Once the data has been read, return all of it precisely as written.

─── DATA PROVIDED ───

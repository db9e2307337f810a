use std::collections::{BTreeMap, HashMap};

use crate::vectors::record::{Column, ColumnKey, MotionVectorRecord};

/// All rows of one per-method CSV after loading, densely indexed from 0.
#[derive(Clone, Debug, Default, PartialEq)]
pub struct VectorTable {
    pub(crate) schema: Vec<ColumnKey>,
    pub(crate) records: Vec<MotionVectorRecord>,
    pub(crate) dropped: usize,
}

/// Frame number to first-occurring row, built once per table.
///
/// When a method emitted several rows for one frame the first one represents the frame.
/// That is a fixed policy, not an error.
#[derive(Clone, Debug, Default)]
pub struct FrameLookup {
    first: HashMap<u64, usize>,
}

impl FrameLookup {
    /// Index `records` by frame.
    pub fn build(records: &[MotionVectorRecord]) -> Self {
        let mut first = HashMap::with_capacity(records.len().min(1 << 16));
        for (i, r) in records.iter().enumerate() {
            if let Some(f) = r.frame_number() {
                first.entry(f).or_insert(i);
            }
        }
        Self { first }
    }

    /// Row index representing `frame`.
    pub fn first_row(&self, frame: u64) -> Option<usize> {
        self.first.get(&frame).copied()
    }

    /// Number of distinct indexed frames.
    pub fn len(&self) -> usize {
        self.first.len()
    }

    /// Whether no frame is indexed.
    pub fn is_empty(&self) -> bool {
        self.first.is_empty()
    }
}

impl VectorTable {
    /// Build a table from in-memory records using the canonical schema.
    pub fn from_records(records: Vec<MotionVectorRecord>) -> Self {
        Self {
            schema: Column::ALL.into_iter().map(ColumnKey::Known).collect(),
            records,
            dropped: 0,
        }
    }

    /// Columns in declaration order, derived columns appended last.
    pub fn schema(&self) -> &[ColumnKey] {
        &self.schema
    }

    /// Look a column up by header name.
    pub fn column(&self, name: &str) -> Option<&ColumnKey> {
        self.schema.iter().find(|k| k.name() == name)
    }

    /// Whether the table has a column called `name`.
    pub fn has_column(&self, name: &str) -> bool {
        self.column(name).is_some()
    }

    /// Surviving rows.
    pub fn records(&self) -> &[MotionVectorRecord] {
        &self.records
    }

    /// Take the rows out of the table.
    pub fn into_records(self) -> Vec<MotionVectorRecord> {
        self.records
    }

    /// Number of surviving rows.
    pub fn len(&self) -> usize {
        self.records.len()
    }

    /// Whether no row survived.
    pub fn is_empty(&self) -> bool {
        self.records.is_empty()
    }

    /// Rows dropped for lacking a required field.
    pub fn dropped_rows(&self) -> usize {
        self.dropped
    }

    /// First-occurrence frame index.
    pub fn frame_lookup(&self) -> FrameLookup {
        FrameLookup::build(&self.records)
    }

    /// Rows grouped by frame, frames ascending, rows in file order. For a per-method file
    /// each group is the `(method_id, frame)` vector set; a merged file mixes methods.
    pub fn rows_by_frame(&self) -> BTreeMap<u64, Vec<&MotionVectorRecord>> {
        let mut out: BTreeMap<u64, Vec<&MotionVectorRecord>> = BTreeMap::new();
        for r in &self.records {
            if let Some(f) = r.frame_number() {
                out.entry(f).or_default().push(r);
            }
        }
        out
    }

    /// Largest integral frame number, if any.
    pub fn max_frame(&self) -> Option<u64> {
        self.records.iter().filter_map(|r| r.frame_number()).max()
    }

    /// Sorted distinct integral frame numbers.
    pub fn frame_numbers(&self) -> Vec<u64> {
        let mut frames: Vec<u64> = self
            .records
            .iter()
            .filter_map(|r| r.frame_number())
            .collect();
        frames.sort_unstable();
        frames.dedup();
        frames
    }
}

#[cfg(test)]
#[path = "../../tests/unit/vectors/table.rs"]
mod tests;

───

#### RESPONSE AREA:
repository db9e2307337f810a
use std::collections::{BTreeMap, HashMap};

use crate::vectors::record::{Column, ColumnKey, MotionVectorRecord};

/// All rows of one per-method CSV after loading, densely indexed from 0.
#[derive(Clone, Debug, Default, PartialEq)]
pub struct VectorTable {
    pub(crate) schema: Vec<ColumnKey>,
    pub(crate) records: Vec<MotionVectorRecord>,
    pub(crate) dropped: usize,
}

/// Frame number to first-occurring row, built once per table.
///
/// When a method emitted several rows for one frame the first one represents the frame.
/// That is a fixed policy, not an error.
#[derive(Clone, Debug, Default)]
pub struct FrameLookup {
    first: HashMap<u64, usize>,
}

impl FrameLookup {
    /// Index `records` by frame.
    pub fn build(records: &[MotionVectorRecord]) -> Self {
        let mut first = HashMap::with_capacity(records.len().min(1 << 16));
        for (i, r) in records.iter().enumerate() {
            if let Some(f) = r.frame_number() {
                first.entry(f).or_insert(i);
            }
        }
        Self { first }
    }

    /// Row index representing `frame`.
    pub fn first_row(&self, frame: u64) -> Option<usize> {
        self.first.get(&frame).copied()
    }

    /// Number of distinct indexed frames.
    pub fn len(&self) -> usize {
        self.first.len()
    }

    /// Whether no frame is indexed.
    pub fn is_empty(&self) -> bool {
        self.first.is_empty()
    }
}

impl VectorTable {
    /// Build a table from in-memory records using the canonical schema.
    pub fn from_records(records: Vec<MotionVectorRecord>) -> Self {
        Self {
            schema: Column::ALL.into_iter().map(ColumnKey::Known).collect(),
            records,
            dropped: 0,
        }
    }

    /// Columns in declaration order, derived columns appended last.
    pub fn schema(&self) -> &[ColumnKey] {
        &self.schema
    }

    /// Look a column up by header name.
    pub fn column(&self, name: &str) -> Option<&ColumnKey> {
        self.schema.iter().find(|k| k.name() == name)
    }

    /// Whether the table has a column called `name`.
    pub fn has_column(&self, name: &str) -> bool {
        self.column(name).is_some()
    }

    /// Surviving rows.
    pub fn records(&self) -> &[MotionVectorRecord] {
        &self.records
    }

    /// Take the rows out of the table.
    pub fn into_records(self) -> Vec<MotionVectorRecord> {
        self.records
    }

    /// Number of surviving rows.
    pub fn len(&self) -> usize {
        self.records.len()
    }

    /// Whether no row survived.
    pub fn is_empty(&self) -> bool {
        self.records.is_empty()
    }

    /// Rows dropped for lacking a required field.
    pub fn dropped_rows(&self) -> usize {
        self.dropped
    }

    /// First-occurrence frame index.
    pub fn frame_lookup(&self) -> FrameLookup {
        FrameLookup::build(&self.records)
    }

    /// Rows grouped by frame, frames ascending, rows in file order. For a per-method file
    /// each group is the `(method_id, frame)` vector set; a merged file mixes methods.
    pub fn rows_by_frame(&self) -> BTreeMap<u64, Vec<&MotionVectorRecord>> {
        let mut out: BTreeMap<u64, Vec<&MotionVectorRecord>> = BTreeMap::new();
        for r in &self.records {
            if let Some(f) = r.frame_number() {
                out.entry(f).or_default().push(r);
            }
        }
        out
    }

    /// Largest integral frame number, if any.
    pub fn max_frame(&self) -> Option<u64> {
        self.records.iter().filter_map(|r| r.frame_number()).max()
    }

    /// Sorted distinct integral frame numbers.
    pub fn frame_numbers(&self) -> Vec<u64> {
        let mut frames: Vec<u64> = self
            .records
            .iter()
            .filter_map(|r| r.frame_number())
            .collect();
        frames.sort_unstable();
        frames.dedup();
        frames
    }
}

#[cfg(test)]
#[path = "../../tests/unit/vectors/table.rs"]
mod tests;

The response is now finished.